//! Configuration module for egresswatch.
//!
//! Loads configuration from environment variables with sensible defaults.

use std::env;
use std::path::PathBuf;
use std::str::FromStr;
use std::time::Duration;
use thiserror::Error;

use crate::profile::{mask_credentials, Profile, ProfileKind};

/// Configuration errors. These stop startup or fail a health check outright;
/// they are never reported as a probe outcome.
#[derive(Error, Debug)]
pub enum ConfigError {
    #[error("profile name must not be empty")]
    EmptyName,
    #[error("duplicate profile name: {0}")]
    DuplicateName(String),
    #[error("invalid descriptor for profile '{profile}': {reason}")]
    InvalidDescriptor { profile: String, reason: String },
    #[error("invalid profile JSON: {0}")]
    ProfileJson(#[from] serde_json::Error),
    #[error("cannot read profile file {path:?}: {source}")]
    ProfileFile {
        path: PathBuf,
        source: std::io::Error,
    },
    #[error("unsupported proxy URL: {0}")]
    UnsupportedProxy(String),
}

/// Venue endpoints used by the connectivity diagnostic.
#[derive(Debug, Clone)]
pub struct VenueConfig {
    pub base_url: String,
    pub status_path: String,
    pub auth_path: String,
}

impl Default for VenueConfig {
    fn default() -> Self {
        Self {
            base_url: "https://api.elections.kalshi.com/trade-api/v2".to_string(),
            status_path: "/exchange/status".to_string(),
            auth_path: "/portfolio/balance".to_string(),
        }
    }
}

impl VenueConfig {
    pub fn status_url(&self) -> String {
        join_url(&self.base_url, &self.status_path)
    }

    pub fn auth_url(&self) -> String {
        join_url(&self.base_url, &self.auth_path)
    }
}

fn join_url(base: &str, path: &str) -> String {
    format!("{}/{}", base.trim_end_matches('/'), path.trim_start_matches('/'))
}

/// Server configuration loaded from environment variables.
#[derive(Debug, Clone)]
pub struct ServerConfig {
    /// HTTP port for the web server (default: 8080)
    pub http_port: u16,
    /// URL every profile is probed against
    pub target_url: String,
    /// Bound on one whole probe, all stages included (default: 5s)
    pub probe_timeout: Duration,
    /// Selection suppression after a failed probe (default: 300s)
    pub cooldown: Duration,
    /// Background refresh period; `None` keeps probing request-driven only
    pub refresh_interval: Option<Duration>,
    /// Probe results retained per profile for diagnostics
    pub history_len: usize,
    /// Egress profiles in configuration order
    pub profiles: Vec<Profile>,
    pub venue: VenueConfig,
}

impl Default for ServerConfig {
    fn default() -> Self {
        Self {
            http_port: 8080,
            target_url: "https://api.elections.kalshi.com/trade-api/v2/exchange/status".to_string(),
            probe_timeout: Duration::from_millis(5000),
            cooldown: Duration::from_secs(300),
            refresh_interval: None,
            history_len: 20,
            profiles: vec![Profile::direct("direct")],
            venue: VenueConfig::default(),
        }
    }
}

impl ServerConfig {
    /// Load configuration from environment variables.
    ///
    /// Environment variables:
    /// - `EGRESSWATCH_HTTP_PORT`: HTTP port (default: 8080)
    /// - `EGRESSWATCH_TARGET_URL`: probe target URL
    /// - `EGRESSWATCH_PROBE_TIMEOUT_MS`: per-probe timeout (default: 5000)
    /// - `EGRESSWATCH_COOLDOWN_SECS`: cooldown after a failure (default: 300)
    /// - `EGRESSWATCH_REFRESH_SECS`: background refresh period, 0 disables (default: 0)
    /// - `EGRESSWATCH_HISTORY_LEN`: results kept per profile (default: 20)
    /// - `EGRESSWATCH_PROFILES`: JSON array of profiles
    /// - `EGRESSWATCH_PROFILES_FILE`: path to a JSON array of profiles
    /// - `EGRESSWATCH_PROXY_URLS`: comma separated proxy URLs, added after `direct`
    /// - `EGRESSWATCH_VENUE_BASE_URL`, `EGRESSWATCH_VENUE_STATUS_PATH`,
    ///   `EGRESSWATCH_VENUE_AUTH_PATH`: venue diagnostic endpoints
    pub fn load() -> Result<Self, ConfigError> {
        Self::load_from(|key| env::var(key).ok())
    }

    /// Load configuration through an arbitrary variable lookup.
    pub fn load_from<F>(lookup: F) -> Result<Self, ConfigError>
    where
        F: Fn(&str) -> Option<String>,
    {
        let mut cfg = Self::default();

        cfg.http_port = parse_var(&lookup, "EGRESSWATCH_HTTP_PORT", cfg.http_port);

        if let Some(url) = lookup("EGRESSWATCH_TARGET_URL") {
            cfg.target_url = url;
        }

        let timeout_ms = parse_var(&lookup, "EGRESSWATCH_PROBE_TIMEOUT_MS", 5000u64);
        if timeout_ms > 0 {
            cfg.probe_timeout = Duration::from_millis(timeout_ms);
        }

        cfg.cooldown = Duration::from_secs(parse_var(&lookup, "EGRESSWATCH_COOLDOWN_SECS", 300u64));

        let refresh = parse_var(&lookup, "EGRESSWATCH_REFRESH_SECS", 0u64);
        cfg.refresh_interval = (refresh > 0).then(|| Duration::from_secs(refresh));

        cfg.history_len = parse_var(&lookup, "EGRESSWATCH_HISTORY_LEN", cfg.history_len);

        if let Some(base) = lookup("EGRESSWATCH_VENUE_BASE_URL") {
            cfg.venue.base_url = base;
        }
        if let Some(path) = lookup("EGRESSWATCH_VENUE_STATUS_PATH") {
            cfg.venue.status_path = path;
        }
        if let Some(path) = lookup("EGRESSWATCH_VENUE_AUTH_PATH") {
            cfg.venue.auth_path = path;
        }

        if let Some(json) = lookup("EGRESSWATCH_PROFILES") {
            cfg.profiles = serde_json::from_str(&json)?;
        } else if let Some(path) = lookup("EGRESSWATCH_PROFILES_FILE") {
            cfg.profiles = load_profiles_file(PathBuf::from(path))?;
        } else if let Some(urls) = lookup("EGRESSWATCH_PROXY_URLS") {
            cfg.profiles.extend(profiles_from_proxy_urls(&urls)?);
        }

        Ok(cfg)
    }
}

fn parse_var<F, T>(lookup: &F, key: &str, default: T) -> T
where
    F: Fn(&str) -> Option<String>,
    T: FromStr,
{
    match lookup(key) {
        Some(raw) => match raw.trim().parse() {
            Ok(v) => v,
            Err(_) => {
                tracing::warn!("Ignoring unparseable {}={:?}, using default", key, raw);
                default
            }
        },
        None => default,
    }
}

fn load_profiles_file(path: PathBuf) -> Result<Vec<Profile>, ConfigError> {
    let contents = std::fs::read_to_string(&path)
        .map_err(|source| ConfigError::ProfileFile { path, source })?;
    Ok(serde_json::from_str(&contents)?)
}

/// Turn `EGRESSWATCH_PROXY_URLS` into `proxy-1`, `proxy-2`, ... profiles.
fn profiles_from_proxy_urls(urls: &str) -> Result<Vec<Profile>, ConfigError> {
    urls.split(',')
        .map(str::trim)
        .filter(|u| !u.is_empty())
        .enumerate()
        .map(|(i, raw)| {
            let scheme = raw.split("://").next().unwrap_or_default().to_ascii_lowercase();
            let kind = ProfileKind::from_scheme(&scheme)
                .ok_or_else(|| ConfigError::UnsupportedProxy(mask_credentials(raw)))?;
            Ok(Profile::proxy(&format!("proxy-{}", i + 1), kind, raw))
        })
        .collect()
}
▬▬▬▬▬▬▬▬▬▬
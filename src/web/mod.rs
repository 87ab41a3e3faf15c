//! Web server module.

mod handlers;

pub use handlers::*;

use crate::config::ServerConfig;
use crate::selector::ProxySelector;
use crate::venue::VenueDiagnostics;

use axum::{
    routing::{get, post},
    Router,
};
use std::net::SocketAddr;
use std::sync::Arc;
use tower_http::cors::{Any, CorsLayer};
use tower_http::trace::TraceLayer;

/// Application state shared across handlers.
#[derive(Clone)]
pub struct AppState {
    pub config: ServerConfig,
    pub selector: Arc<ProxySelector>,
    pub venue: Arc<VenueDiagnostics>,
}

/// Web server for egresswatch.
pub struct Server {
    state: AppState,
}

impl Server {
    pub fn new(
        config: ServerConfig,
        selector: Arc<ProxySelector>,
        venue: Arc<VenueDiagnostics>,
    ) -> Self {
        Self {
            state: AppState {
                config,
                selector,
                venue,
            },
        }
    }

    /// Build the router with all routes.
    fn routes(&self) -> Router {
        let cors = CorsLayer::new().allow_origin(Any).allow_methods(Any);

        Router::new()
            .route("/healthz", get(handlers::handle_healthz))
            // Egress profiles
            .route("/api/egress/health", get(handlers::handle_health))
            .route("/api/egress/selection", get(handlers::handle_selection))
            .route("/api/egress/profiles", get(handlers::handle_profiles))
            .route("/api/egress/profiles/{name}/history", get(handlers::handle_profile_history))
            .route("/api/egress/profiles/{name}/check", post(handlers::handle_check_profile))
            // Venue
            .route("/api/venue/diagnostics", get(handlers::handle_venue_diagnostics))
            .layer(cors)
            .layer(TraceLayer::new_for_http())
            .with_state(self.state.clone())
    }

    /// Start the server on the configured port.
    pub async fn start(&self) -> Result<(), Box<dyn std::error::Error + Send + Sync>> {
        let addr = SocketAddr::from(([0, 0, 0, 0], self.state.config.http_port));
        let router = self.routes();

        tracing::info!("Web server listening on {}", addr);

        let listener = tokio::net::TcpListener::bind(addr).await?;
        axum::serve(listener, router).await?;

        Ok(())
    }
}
▬▬▬▬▬▬▬▬▬▬
EXERCISE DIRECTIONS: Each line in the data that holds the word "handlers" must be copied.

ANSWER FOR THE TASK:
mod handlers;
pub use handlers::*;
/// Application state shared across handlers.
            .route("/healthz", get(handlers::handle_healthz))
            .route("/api/egress/health", get(handlers::handle_health))
            .route("/api/egress/selection", get(handlers::handle_selection))
            .route("/api/egress/profiles", get(handlers::handle_profiles))
            .route("/api/egress/profiles/{name}/history", get(handlers::handle_profile_history))
            .route("/api/egress/profiles/{name}/check", post(handlers::handle_check_profile))
            .route("/api/venue/diagnostics", get(handlers::handle_venue_diagnostics))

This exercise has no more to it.